But biblical scholars like Prof. White see reason to
wonder whether the circumstances of Jesus’ birth may
have been less miraculous. “We do have the fact that the
other sources and, in fact, the earlier sources about
Jesus don't mention it at all,” says White.
One has to wonder why an eye-popping story like the
virgin birth gets absolutely no mention in the gospel of
Mark, written decades before Matthew or Luke.
“Had it been known that the birth of Jesus was some kind
of extraordinary miracle in the way that Matthew and
Luke suggest, the author of the Gospel of Mark might
have heard about it, or known about it, or cared about
it. Certainly not said nothing,” says Princeton
University professor Elaine Pagels.
She says that what Mark does say about Jesus’ family
background is somewhat suspicious.
“In the earliest account, the gospel of Mark, is the
statement that Jesus is the son of Mary. There's no
mention of a father there,” says Pagels. “Now, it would
be very unusual to talk about a Jewish boy as a son of
Mary if he had a legitimate father. So, it's an odd
account.”
Does Pagels think Jesus was illegitimate? “I think we
don't know. But I do know that there was something
embarrassing or troubling about the birth of Jesus that
caused a lot of questions,” she says.
Pagels believes that Matthew and Luke, in an effort to
put an end to those nagging questions, reached into the
Old Testament for the solution: a virgin birth.

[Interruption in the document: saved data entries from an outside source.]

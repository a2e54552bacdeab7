use std::ops::ControlFlow;

use crate::cell::{CellState, Position};
use crate::frontier::FifoFrontier;
use crate::grid::Grid;
use crate::path::{reconstruct_path, CameFrom};
use crate::solver::{GridSolver, SearchOutcome};

/// Uninformed breadth-first search. Cells are expanded level by level, so the first
/// time the end shows up as a neighbour the path to it is a shortest one.
#[derive(Clone, Copy, Debug, Default)]
pub struct BfsSolver;

impl GridSolver for BfsSolver {
    fn name(&self) -> &'static str {
        "BFS"
    }

    fn explore<F>(
        &self,
        grid: &mut Grid,
        start: Position,
        end: Position,
        on_step: &mut F,
    ) -> SearchOutcome
    where
        F: FnMut(&Grid) -> ControlFlow<()>,
    {
        let mut came_from = CameFrom::default();
        if start == end {
            return match reconstruct_path(&came_from, start, end, grid, on_step) {
                Some(path) => SearchOutcome::Found(path),
                None => SearchOutcome::Cancelled,
            };
        }
        let mut frontier = FifoFrontier::new();
        frontier.push(start);

        while let Some(current) = frontier.pop() {
            for neighbour in grid.neighbors_of(current) {
                // The goal is tested as it is discovered, one level before it would be popped.
                if neighbour == end {
                    came_from.insert(neighbour, current);
                    return match reconstruct_path(&came_from, start, end, grid, on_step) {
                        Some(path) => SearchOutcome::Found(path),
                        None => SearchOutcome::Cancelled,
                    };
                }
                if frontier.push(neighbour) {
                    came_from.insert(neighbour, current);
                    grid.set_search_state(neighbour, CellState::Frontier);
                }
            }

            if on_step(grid).is_break() {
                return SearchOutcome::Cancelled;
            }

            if current != start {
                grid.set_search_state(current, CellState::Visited);
            }
        }
        SearchOutcome::NoPath
    }
}
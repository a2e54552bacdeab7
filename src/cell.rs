use core::fmt;

/// Row/column identity of a cell. Rows grow downwards, columns grow to the right.
#[derive(Clone, Copy, Debug, Default, PartialEq, Eq, Hash, PartialOrd, Ord)]
pub struct Position {
    pub row: usize,
    pub col: usize,
}

impl Position {
    pub const fn new(row: usize, col: usize) -> Position {
        Position { row, col }
    }

    /// [Manhattan distance](https://en.wikipedia.org/wiki/Taxicab_geometry) in grid steps.
    pub fn manhattan_distance(&self, other: &Position) -> usize {
        self.row.abs_diff(other.row) + self.col.abs_diff(other.col)
    }

    /// Whether the two positions share an edge.
    pub fn is_adjacent(&self, other: &Position) -> bool {
        self.manhattan_distance(other) == 1
    }

    /// The position one step in `dir`, if it stays inside a `rows`x`rows` grid.
    pub fn step(&self, dir: Direction, rows: usize) -> Option<Position> {
        let p = match dir {
            Direction::Down => Position::new(self.row + 1, self.col),
            Direction::Up => Position::new(self.row.checked_sub(1)?, self.col),
            Direction::Right => Position::new(self.row, self.col + 1),
            Direction::Left => Position::new(self.row, self.col.checked_sub(1)?),
        };
        (p.row < rows && p.col < rows).then_some(p)
    }
}

impl fmt::Display for Position {
    fn fmt(&self, f: &mut fmt::Formatter) -> fmt::Result {
        write!(f, "({}, {})", self.row, self.col)
    }
}

impl From<(usize, usize)> for Position {
    fn from((row, col): (usize, usize)) -> Self {
        Position::new(row, col)
    }
}

/// The four cardinal moves. The discriminant is the bit used in adjacency masks.
#[derive(Clone, Copy, Debug, PartialEq, Eq, Hash)]
pub enum Direction {
    Down = 0,
    Up = 1,
    Right = 2,
    Left = 3,
}

impl Direction {
    pub fn bit(self) -> u8 {
        1 << self as u8
    }
}

/// Traversal state of a cell. Start, End and Barrier are set by callers; Frontier,
/// Visited and Path are set by the search engine while it runs.
#[derive(Clone, Copy, Debug, Default, PartialEq, Eq, Hash)]
pub enum CellState {
    #[default]
    Free,
    Barrier,
    Start,
    End,
    Visited,
    Frontier,
    Path,
}

impl CellState {
    /// Symbol used by the text rendering of a grid.
    pub fn symbol(self) -> char {
        match self {
            CellState::Free => '.',
            CellState::Barrier => '#',
            CellState::Start => 'S',
            CellState::End => 'E',
            CellState::Visited => 'x',
            CellState::Frontier => 'o',
            CellState::Path => '*',
        }
    }

    /// States only the search engine may assign.
    pub fn is_search_mark(self) -> bool {
        matches!(
            self,
            CellState::Visited | CellState::Frontier | CellState::Path
        )
    }
}

#[derive(Clone, Copy, Debug, PartialEq, Eq)]
pub struct Cell {
    position: Position,
    pub(crate) state: CellState,
}

impl Cell {
    pub(crate) fn new(position: Position) -> Cell {
        Cell {
            position,
            state: CellState::Free,
        }
    }
    pub fn position(&self) -> Position {
        self.position
    }
    pub fn row(&self) -> usize {
        self.position.row
    }
    pub fn col(&self) -> usize {
        self.position.col
    }
    pub fn state(&self) -> CellState {
        self.state
    }
    pub fn is_barrier(&self) -> bool {
        self.state == CellState::Barrier
    }
}
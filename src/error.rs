use thiserror::Error;

use crate::cell::{CellState, Position};

/// Rejected grid edits.
#[derive(Clone, Debug, Error, PartialEq, Eq)]
pub enum GridError {
    #[error("{position} lies outside the {rows}x{rows} grid")]
    OutOfBounds { position: Position, rows: usize },
    #[error("{0} holds the start or end marker")]
    EndpointConflict(Position),
    #[error("{0:?} is assigned by the search engine only")]
    EngineOwnedState(CellState),
}

/// Preconditions a search checks before touching any cell.
#[derive(Clone, Debug, Error, PartialEq, Eq)]
pub enum SearchError {
    #[error("no start cell has been placed")]
    MissingStart,
    #[error("no end cell has been placed")]
    MissingEnd,
    #[error("{position} lies outside the {rows}x{rows} grid")]
    OutOfBounds { position: Position, rows: usize },
    #[error("endpoint {0} is a barrier")]
    BarrierEndpoint(Position),
    #[error("barriers changed since adjacency was last refreshed")]
    StaleAdjacency,
}

#[derive(Clone, Debug, Error, PartialEq, Eq)]
pub enum ParseGridError {
    #[error("grid text contains no rows")]
    Empty,
    #[error("line {line} has {len} cells, expected {expected}")]
    NotSquare {
        line: usize,
        len: usize,
        expected: usize,
    },
    #[error("unknown symbol {symbol:?} at line {line}, column {column}")]
    UnknownSymbol {
        line: usize,
        column: usize,
        symbol: char,
    },
    #[error("second start marker at {0}")]
    DuplicateStart(Position),
    #[error("second end marker at {0}")]
    DuplicateEnd(Position),
}
//! Sync pattern correlation

use arraydeque::{ArrayDeque, Wrapping};

use std::f32::consts::FRAC_PI_4;

/// The 48-bit P25 frame sync word, most significant bit transmitted first
#[allow(dead_code)]
pub(crate) const SYNC_PATTERN: u64 = 0x5575_F5FF_77FF;

/// Length of the sync pattern, in symbols
pub(crate) const SYNC_SYMBOL_LENGTH: usize = 24;

/// Soft symbols are clamped to the outermost ideal phases for correlation
pub(crate) const MAX_POSITIVE_SOFT_SYMBOL: f32 = 3.0 * FRAC_PI_4;
pub(crate) const MAX_NEGATIVE_SOFT_SYMBOL: f32 = -3.0 * FRAC_PI_4;

const P3: f32 = 3.0 * FRAC_PI_4;
const M3: f32 = -3.0 * FRAC_PI_4;

/// The sync word as ideal symbol phases; the standard builds it entirely
/// from ±3 symbols:
/// +3 +3 +3 +3 +3 −3 +3 +3 −3 −3 +3 +3 −3 −3 −3 −3 +3 −3 +3 −3 −3 −3 −3 −3
pub(crate) const SYNC_PATTERN_SYMBOLS: [f32; SYNC_SYMBOL_LENGTH] = [
    P3, P3, P3, P3, P3, M3, P3, P3, M3, M3, P3, P3, M3, M3, M3, M3, P3, M3, P3, M3, M3, M3, M3, M3,
];

/// Sliding dot product of the last 24 soft symbols against the sync pattern
///
/// Three independent instances run in parallel in the symbol processor, one
/// at the decision point and two lagging by thirds of a symbol, so that a
/// sync whose coarse timing is off by up to half a symbol still correlates
/// on at least one of them.
#[derive(Clone, Debug)]
pub(crate) struct SyncCorrelator {
    window: ArrayDeque<f32, SYNC_SYMBOL_LENGTH, Wrapping>,
}

impl SyncCorrelator {
    pub fn new() -> Self {
        let mut out = Self {
            window: ArrayDeque::new(),
        };
        out.reset();
        out
    }

    pub fn reset(&mut self) {
        self.window.clear();
        for _ in 0..self.window.capacity() {
            self.window.push_back(0.0f32);
        }
    }

    /// Shift in a soft symbol and return the updated correlation score
    ///
    /// An ideal noiseless sync scores about 133; a window of nothing but
    /// low symbols is bounded near 44.
    pub fn process(&mut self, soft_symbol: f32) -> f32 {
        self.window.push_back(clamp_soft(soft_symbol));
        self.window
            .iter()
            .zip(SYNC_PATTERN_SYMBOLS.iter())
            .map(|(symbol, ideal)| symbol * ideal)
            .sum()
    }
}

/// Clamp a phase to the correlation range [−3π/4, 3π/4]
#[inline]
pub(crate) fn clamp_soft(soft_symbol: f32) -> f32 {
    soft_symbol.clamp(MAX_NEGATIVE_SOFT_SYMBOL, MAX_POSITIVE_SOFT_SYMBOL)
}
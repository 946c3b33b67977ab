//! Message assembly between sync detections

#[cfg(not(test))]
use log::{debug, warn};

#[cfg(test)]
use std::{println as debug, println as warn};

use crate::message::{BitBuffer, DataUnitId, FramedPayload};

use super::dibit::Dibit;

/// Accumulates payload bits for one message
///
/// The assembler is created at the end of the NID, counts every dibit it is
/// handed against the data unit's nominal length, and drops the status
/// dibits interleaved every 70 bits of channel data. When the NID could not
/// be corrected, the data unit starts as a placeholder and is reassigned
/// from the observed bit count at the next sync detection.
#[derive(Clone, Debug)]
pub(crate) struct MessageAssembler {
    nac: u16,
    duid: DataUnitId,
    valid_nid: bool,
    bits: BitBuffer,
    bits_processed: usize,
    status_bit_counter: usize,
    full_warnings: u32,
}

/// Channel data bits between interleaved status dibits
const STATUS_SYMBOL_INTERVAL: usize = 70;

/// Bits elapsed since the mid-NID status dibit when assembly starts: the
/// sync and NID span 114 channel bits, two of which were that status dibit.
const STATUS_SYMBOL_INITIAL: usize = 42;

/// Capacity violations logged per assembler before going quiet
const MAX_FULL_WARNINGS: u32 = 3;

impl MessageAssembler {
    pub fn new(nac: u16, duid: DataUnitId, valid_nid: bool) -> Self {
        Self {
            nac,
            duid,
            valid_nid,
            bits: BitBuffer::with_size(duid.payload_length()),
            bits_processed: 0,
            status_bit_counter: STATUS_SYMBOL_INITIAL,
            full_warnings: 0,
        }
    }

    /// Append a demodulated dibit to the message under assembly
    pub fn receive(&mut self, dibit: Dibit) {
        self.bits_processed += 2;
        self.status_bit_counter += 2;

        if self.status_bit_counter == STATUS_SYMBOL_INTERVAL {
            // this dibit is the status symbol
            self.status_bit_counter = 0;
        } else if self.bits.is_full() {
            if self.full_warnings < MAX_FULL_WARNINGS {
                self.full_warnings += 1;
                warn!(
                    "message under assembly is full ({} bits for {}); dropping dibit",
                    self.bits.size(),
                    self.duid
                );
            }
        } else {
            self.bits.push(dibit.bit1());
            self.bits.push(dibit.bit2());
        }
    }

    /// True once the processed bit count reaches the data unit's length
    pub fn is_complete(&self) -> bool {
        self.bits_processed >= self.duid.payload_length()
    }

    pub fn duid(&self) -> DataUnitId {
        self.duid
    }

    /// Resolve the final data unit before handoff
    ///
    /// With an invalid NID the data unit is chosen from the quantity of bits
    /// that actually arrived before the next sync. With a valid NID the
    /// generic three-block trunking assumption is walked back to the
    /// observed block count.
    pub fn force_completion(&mut self, previous: DataUnitId) {
        if !self.valid_nid {
            let bits = self.bits.pointer();

            let duid = if bits <= 144 {
                DataUnitId::Tdu
            } else if bits <= 288 {
                debug!("forced completion at {} bits spans a skipped TDU", bits);
                DataUnitId::Tdu
            } else if bits == 360 {
                DataUnitId::Tsbk1
            } else if bits <= 434 {
                DataUnitId::Tdulc
            } else if bits == 576 {
                DataUnitId::Tsbk2
            } else if bits == 720 {
                DataUnitId::Tsbk3
            } else if bits <= 792 {
                DataUnitId::Hdu
            } else if bits <= 1728 {
                if previous == DataUnitId::Ldu1 {
                    DataUnitId::Ldu2
                } else {
                    DataUnitId::Ldu1
                }
            } else {
                DataUnitId::Tdu
            };

            debug!(
                "forced completion: {} bits as {} (previous {})",
                bits, duid, previous
            );
            self.set_duid(duid);
        } else if self.duid == DataUnitId::Tsbk3 {
            if self.bits_processed < 248 {
                self.duid = DataUnitId::Tsbk1;
            } else if self.bits_processed < 464 {
                self.duid = DataUnitId::Tsbk2;
            }
        }
    }

    /// Reassign the data unit, resizing the bit buffer to its length
    fn set_duid(&mut self, duid: DataUnitId) {
        self.bits.resize(duid.payload_length());
        self.duid = duid;
    }

    /// Hand off the assembled message
    pub fn into_payload(self, timestamp: i64) -> FramedPayload {
        FramedPayload {
            nac: self.nac,
            duid: self.duid,
            valid_nid: self.valid_nid,
            bits: self.bits,
            timestamp,
        }
    }
}

#[cfg(test)]
mod tests {
    use super::*;

    fn feed(assembler: &mut MessageAssembler, dibits: usize) {
        for _ in 0..dibits {
            assembler.receive(Dibit::M3);
        }
    }

    #[test]
    fn test_status_dibit_skipping() {
        let mut assembler = MessageAssembler::new(0x123, DataUnitId::Hdu, true);

        // the first status symbol arrives on the 14th dibit
        feed(&mut assembler, 13);
        assert_eq!(assembler.bits.pointer(), 26);
        feed(&mut assembler, 1);
        assert_eq!(assembler.bits.pointer(), 26);

        // then every 35 dibits
        feed(&mut assembler, 34);
        assert_eq!(assembler.bits.pointer(), 26 + 68);
        feed(&mut assembler, 1);
        assert_eq!(assembler.bits.pointer(), 26 + 68);
    }

    #[test]
    fn test_completion_by_length() {
        let mut assembler = MessageAssembler::new(0, DataUnitId::Tdu, true);

        feed(&mut assembler, 14);
        assert!(!assembler.is_complete());
        feed(&mut assembler, 1);
        assert!(assembler.is_complete());

        // 15 dibits processed, one of them the status symbol
        assert_eq!(assembler.bits.pointer(), 28);
        let payload = assembler.into_payload(0);
        assert_eq!(payload.bit_count(), 30);
        assert_eq!(payload.duid, DataUnitId::Tdu);
    }

    #[test]
    fn test_full_buffer_drops_dibits() {
        let mut assembler = MessageAssembler::new(0, DataUnitId::Tdu, true);

        feed(&mut assembler, 200);
        assert_eq!(assembler.bits.pointer(), 30);
        assert!(assembler.is_complete());
    }

    #[test]
    fn test_force_completion_ladder() {
        // boundary bit counts choose the table's lower-bound data unit
        let cases = [
            (144, DataUnitId::Tdu),
            (288, DataUnitId::Tdu),
            (360, DataUnitId::Tsbk1),
            (434, DataUnitId::Tdulc),
            (576, DataUnitId::Tsbk2),
            (720, DataUnitId::Tsbk3),
            (792, DataUnitId::Hdu),
            (1728, DataUnitId::Ldu1),
            (1730, DataUnitId::Tdu),
        ];

        for (bits, expected) in cases {
            let mut assembler = MessageAssembler::new(0, DataUnitId::Placeholder, false);
            // drive the buffer pointer directly; status skipping would
            // complicate hitting exact boundary counts
            for _ in 0..bits / 2 {
                assembler.bits.push(false);
                assembler.bits.push(true);
            }
            assembler.force_completion(DataUnitId::Unknown);
            assert_eq!(assembler.duid(), expected, "at {} bits", bits);
            assert_eq!(assembler.bits.size(), expected.payload_length());
        }
    }

    #[test]
    fn test_force_completion_voice_pairing() {
        for (previous, expected) in [
            (DataUnitId::Ldu1, DataUnitId::Ldu2),
            (DataUnitId::Ldu2, DataUnitId::Ldu1),
            (DataUnitId::Tdu, DataUnitId::Ldu1),
        ] {
            let mut assembler = MessageAssembler::new(0, DataUnitId::Placeholder, false);
            for _ in 0..800 {
                assembler.bits.push(true);
                assembler.bits.push(false);
            }
            assembler.force_completion(previous);
            assert_eq!(assembler.duid(), expected);
        }
    }

    #[test]
    fn test_force_completion_valid_nid_is_untouched() {
        let mut assembler = MessageAssembler::new(0, DataUnitId::Hdu, true);
        feed(&mut assembler, 20);
        assembler.force_completion(DataUnitId::Ldu1);
        assert_eq!(assembler.duid(), DataUnitId::Hdu);
    }

    #[test]
    fn test_tsbk_downgrade() {
        // a valid TSBK1 NID starts as the longest variant and is walked
        // back by the observed length
        for (dibits, expected) in [
            (100, DataUnitId::Tsbk1),
            (180, DataUnitId::Tsbk2),
            (360, DataUnitId::Tsbk3),
        ] {
            let mut assembler = MessageAssembler::new(0, DataUnitId::Tsbk3, true);
            feed(&mut assembler, dibits);
            assembler.force_completion(DataUnitId::Tdu);
            assert_eq!(assembler.duid(), expected, "at {} dibits", dibits);
        }
    }
}
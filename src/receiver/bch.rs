//! BCH(63,16,23) error detection and correction for the Network Identifier
//!
//! The NID carries its 16 information bits (NAC and DUID) in a shortened
//! binary BCH codeword with minimum distance 23, correcting up to 11 bit
//! errors. A 64th overall parity bit rides along but takes no part in
//! decoding.
//!
//! The decoder is flat and table driven: syndrome evaluation over GF(2^6),
//! Berlekamp-Massey for the error locator, and a Chien search for the error
//! positions. Binary codes need no error magnitudes, so there is no Forney
//! stage.

/// Correctable errors: t in BCH(n, k, 2t+1)
pub(crate) const MAX_ERRORS: usize = 11;

/// Number of syndromes computed: 2t
const SYNDROME_COUNT: usize = 2 * MAX_ERRORS;

/// Codeword length in bits
const CODEWORD_LENGTH: usize = 63;

/// Parity-check columns for the reference encoder, from the P25 standard
///
/// One 48-bit column per information bit, most significant information bit
/// first. Each column carries 47 BCH parity bits and the trailing overall
/// parity bit. The parity of a NID is the XOR of the columns selected by
/// its set information bits.
const PARITY_COLUMNS: [u64; 16] = [
    0o6331141367235452,
    0o5265521614723276,
    0o4603711461164164,
    0o2301744630472072,
    0o7271623073000466,
    0o5605650752635660,
    0o2702724365316730,
    0o1341352172547354,
    0o0560565075263566,
    0o6141333751704220,
    0o3060555764742110,
    0o1430266772361044,
    0o0614133375170422,
    0o6037114611641642,
    0o5326507063515373,
    0o4662302756473127,
];

// GF(2^6) tables for the field generated by x^6 + x + 1. EXP covers two
// periods so products of logs never need a modulo.
const EXP: [u8; 126] = exp_table();
const LOG: [u8; 64] = log_table();

const fn exp_table() -> [u8; 126] {
    let mut table = [0u8; 126];
    let mut power = 0;
    let mut element: u8 = 1;

    while power < 126 {
        table[power] = element;
        element = if element & 0x20 != 0 {
            (element << 1) ^ 0x43
        } else {
            element << 1
        };
        power += 1;
    }

    table
}

const fn log_table() -> [u8; 64] {
    let exp = exp_table();
    let mut table = [0u8; 64];
    let mut power = 0;

    while power < 63 {
        table[exp[power] as usize] = power as u8;
        power += 1;
    }

    table
}

#[inline]
fn gf_mul(a: u8, b: u8) -> u8 {
    if a == 0 || b == 0 {
        0
    } else {
        EXP[LOG[a as usize] as usize + LOG[b as usize] as usize]
    }
}

#[inline]
fn gf_div(a: u8, b: u8) -> u8 {
    debug_assert!(b != 0);

    if a == 0 {
        0
    } else {
        EXP[63 + LOG[a as usize] as usize - LOG[b as usize] as usize]
    }
}

/// Encode 16 information bits into the full 64-bit NID
///
/// Bit 63 of the result is the first transmitted bit (the NAC's most
/// significant bit); bit 0 is the trailing overall parity bit.
pub(crate) fn encode(data: u16) -> u64 {
    let mut parity = 0u64;

    for bit in 0..16 {
        if data >> (15 - bit) & 1 == 1 {
            parity ^= PARITY_COLUMNS[bit];
        }
    }

    (data as u64) << 48 | parity
}

/// Decode a 63-bit codeword, correcting up to 11 bit errors
///
/// `word` holds the codeword with bit i as the coefficient of x^i, so bit 62
/// is the first transmitted bit and bits 62..47 are the information bits.
/// Returns the corrected codeword and the number of bits corrected, or
/// `None` when the word is unrecoverable.
pub(crate) fn decode(word: u64) -> Option<(u64, usize)> {
    // syndromes s_p = r(alpha^p) for p = 1..2t
    let mut syndromes = [0u8; SYNDROME_COUNT + 1];
    let mut nonzero = false;

    for power in 1..=SYNDROME_COUNT {
        let mut sum = 0u8;
        for bit in 0..CODEWORD_LENGTH {
            if word >> bit & 1 == 1 {
                sum ^= EXP[bit * power % 63];
            }
        }
        syndromes[power] = sum;
        nonzero |= sum != 0;
    }

    if !nonzero {
        return Some((word, 0));
    }

    let sigma = error_locator(&syndromes);

    let degree = match sigma.iter().rposition(|&coef| coef != 0) {
        Some(degree) => degree,
        None => return None,
    };
    if degree > MAX_ERRORS {
        return None;
    }

    // Chien search: sigma has roots at the inverses of the error locators
    let mut corrected = word;
    let mut roots = 0;

    for power in 0..CODEWORD_LENGTH {
        let mut sum = 0u8;
        for (term, &coef) in sigma.iter().enumerate().take(degree + 1) {
            if coef != 0 {
                sum ^= EXP[(LOG[coef as usize] as usize + term * power) % 63];
            }
        }

        if sum == 0 {
            let location = (CODEWORD_LENGTH - power) % 63;
            corrected ^= 1 << location;
            roots += 1;
        }
    }

    if roots != degree {
        return None;
    }

    Some((corrected, degree))
}

/// Berlekamp-Massey: fit the shortest LFSR generating the syndrome sequence
///
/// The connection polynomial is the error locator. Its storage is sized for
/// the runaway degrees an undecodable word can produce; the caller rejects
/// anything of degree greater than t.
fn error_locator(syndromes: &[u8; SYNDROME_COUNT + 1]) -> [u8; SYNDROME_COUNT + 2] {
    let mut sigma = [0u8; SYNDROME_COUNT + 2];
    let mut saved = [0u8; SYNDROME_COUNT + 2];
    sigma[0] = 1;
    saved[0] = 1;

    let mut length: usize = 0;
    let mut gap: usize = 1;
    let mut saved_discrepancy: u8 = 1;

    for n in 0..SYNDROME_COUNT {
        let mut discrepancy = syndromes[n + 1];
        for i in 1..=length.min(n) {
            discrepancy ^= gf_mul(sigma[i], syndromes[n + 1 - i]);
        }

        if discrepancy == 0 {
            gap += 1;
        } else if 2 * length <= n {
            let previous = sigma;
            let scale = gf_div(discrepancy, saved_discrepancy);
            for i in 0..sigma.len() - gap {
                sigma[i + gap] ^= gf_mul(scale, saved[i]);
            }
            length = n + 1 - length;
            saved = previous;
            saved_discrepancy = discrepancy;
            gap = 1;
        } else {
            let scale = gf_div(discrepancy, saved_discrepancy);
            for i in 0..sigma.len() - gap {
                sigma[i + gap] ^= gf_mul(scale, saved[i]);
            }
            gap += 1;
        }
    }

    sigma
}

#[cfg(test)]
mod tests {
    use super::*;

    use rand::rngs::StdRng;
    use rand::{Rng, SeedableRng};

    /// Strip the overall parity bit from an encoded NID
    fn codeword(data: u16) -> u64 {
        encode(data) >> 1
    }

    /// Re-encoding the decoded information bits must reproduce the codeword
    fn assert_reencode(corrected: u64) {
        let data = (corrected >> 47) as u16;
        assert_eq!(codeword(data), corrected);
    }

    #[test]
    fn test_field_tables() {
        assert_eq!(EXP[0], 1);
        assert_eq!(EXP[1], 2);
        assert_eq!(EXP[6], 0b000011);
        assert_eq!(EXP[63], 1);

        for power in 0..63 {
            assert_eq!(LOG[EXP[power] as usize] as usize, power);
            assert_eq!(EXP[power + 63], EXP[power]);
        }

        // every nonzero element appears exactly once per period
        let mut seen = [false; 64];
        for power in 0..63 {
            assert!(!seen[EXP[power] as usize]);
            seen[EXP[power] as usize] = true;
        }
    }

    #[test]
    fn test_field_arithmetic() {
        for a in 1..64u8 {
            assert_eq!(gf_mul(a, 1), a);
            assert_eq!(gf_mul(a, 0), 0);
            assert_eq!(gf_div(a, a), 1);
            assert_eq!(gf_div(0, a), 0);
            for b in 1..64u8 {
                assert_eq!(gf_div(gf_mul(a, b), b), a);
                assert_eq!(gf_mul(a, b), gf_mul(b, a));
            }
        }
    }

    #[test]
    fn test_encode_columns() {
        // a single set information bit selects exactly its column
        for bit in 0..16 {
            let nid = encode(1 << (15 - bit));
            assert_eq!(nid & 0xFFFF_FFFF_FFFF, PARITY_COLUMNS[bit]);
            assert_eq!(nid >> 48, 1 << (15 - bit));
        }

        assert_eq!(encode(0), 0);
    }

    #[test]
    fn test_encode_produces_codewords() {
        // every encoded word must have all-zero syndromes
        for data in [0x0000u16, 0xFFFF, 0x1230, 0x293A, 0xA5C3, 0x0001, 0x8000] {
            let word = codeword(data);
            assert_eq!(decode(word), Some((word, 0)));
        }
    }

    #[test]
    fn test_decode_single_errors() {
        let word = codeword(0x1234);
        for bit in 0..63 {
            let (corrected, count) = decode(word ^ 1 << bit).expect("single error");
            assert_eq!(corrected, word);
            assert_eq!(count, 1);
        }
    }

    #[test]
    fn test_decode_up_to_eleven_errors() {
        let mut rng = StdRng::seed_from_u64(0x3551_25f5);

        for _ in 0..200 {
            let data: u16 = rng.gen();
            let word = codeword(data);

            let errors = rng.gen_range(1..=MAX_ERRORS);
            let mut corrupted = word;
            let mut flipped = 0;
            while flipped < errors {
                let bit = rng.gen_range(0..63);
                if corrupted >> bit & 1 == word >> bit & 1 {
                    corrupted ^= 1 << bit;
                    flipped += 1;
                }
            }

            let (corrected, count) = decode(corrupted).expect("within correction capability");
            assert_eq!(corrected, word);
            assert_eq!(count, errors);
            assert_reencode(corrected);
        }
    }

    #[test]
    fn test_decode_beyond_capability() {
        let mut rng = StdRng::seed_from_u64(0x0bc4_63cc);

        let mut failures = 0;
        let trials = 200;
        for _ in 0..trials {
            let word = codeword(rng.gen());

            let mut corrupted = word;
            let mut flipped = 0;
            while flipped < 15 {
                let bit = rng.gen_range(0..63);
                if corrupted >> bit & 1 == word >> bit & 1 {
                    corrupted ^= 1 << bit;
                    flipped += 1;
                }
            }

            match decode(corrupted) {
                None => failures += 1,
                // a miscorrection must still land on a valid codeword
                Some((corrected, count)) => {
                    assert!(count <= MAX_ERRORS);
                    assert_reencode(corrected);
                }
            }
        }

        // nearly every 15-error pattern is flagged unrecoverable
        assert!(failures > trials * 9 / 10);
    }

    #[test]
    fn test_decode_rejects_garbage() {
        // far from any codeword: decoding must not claim success with a
        // word that fails re-encoding
        let mut rng = StdRng::seed_from_u64(0x7fff_0001);
        for _ in 0..100 {
            let noise: u64 = rng.gen::<u64>() >> 1;
            if let Some((corrected, _)) = decode(noise) {
                assert_reencode(corrected);
            }
        }
    }
}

“Matthew read the prophet Isaiah, and he read a passage
in chapter seven that said, ‘Behold, a virgin shall
conceive and bear a son, and this will be a sign,’ I
think he must have said, ‘Oh. That's it. It was a
miracle. The woman was a virgin.’ That's why people said
it was illegitimate. But in fact, it was a divine sign,”
says Pagels.
Not everyone was convinced. As Christianity spread in
the second century, its critics began spreading
outrageous rumors of Jesus’ birth.
“There later developed a counter legend in Jewish
tradition that, in fact, Jesus was the product of an
illicit liaison between Mary and a Roman soldier by the
name of ‘Pantera,’” says White.
Archeologists have found the gravestone of a Roman
soldier inscribed with the name “Pantera.” But most
scholars view that theory as far-fetched.
“It's the obvious rebuttal. I don't think what came
first was the adultery, and then the virgin birth. I
think what came first was the claim of the virginal
conception. And then the obvious rebuttal by opponents,”
says Crossan.
Crossan thinks Luke had his own reasons for including
the virgin birth. He says that, just as Matthew was
writing for Jews, Luke was writing for Pagans of the
Roman Empire, people ruled by a living god: Caesar
Augustus.
“In texts and inscriptions and on coins, Caesar was
announced to be the Lord, Capital "L". The savior of the
world. The one who brought peace,” says Crossan. “My own
idea is that the virginal birth comes up as opposition
to the birth of Caesar…. They're saying, ‘No, peace does
not come from Caesar. Peace comes from God.’ In a way
it's terribly subversive.”
To put Jesus on a par with Caesar, Crossan says, Luke
borrows from Roman myths about the emperor’s birth.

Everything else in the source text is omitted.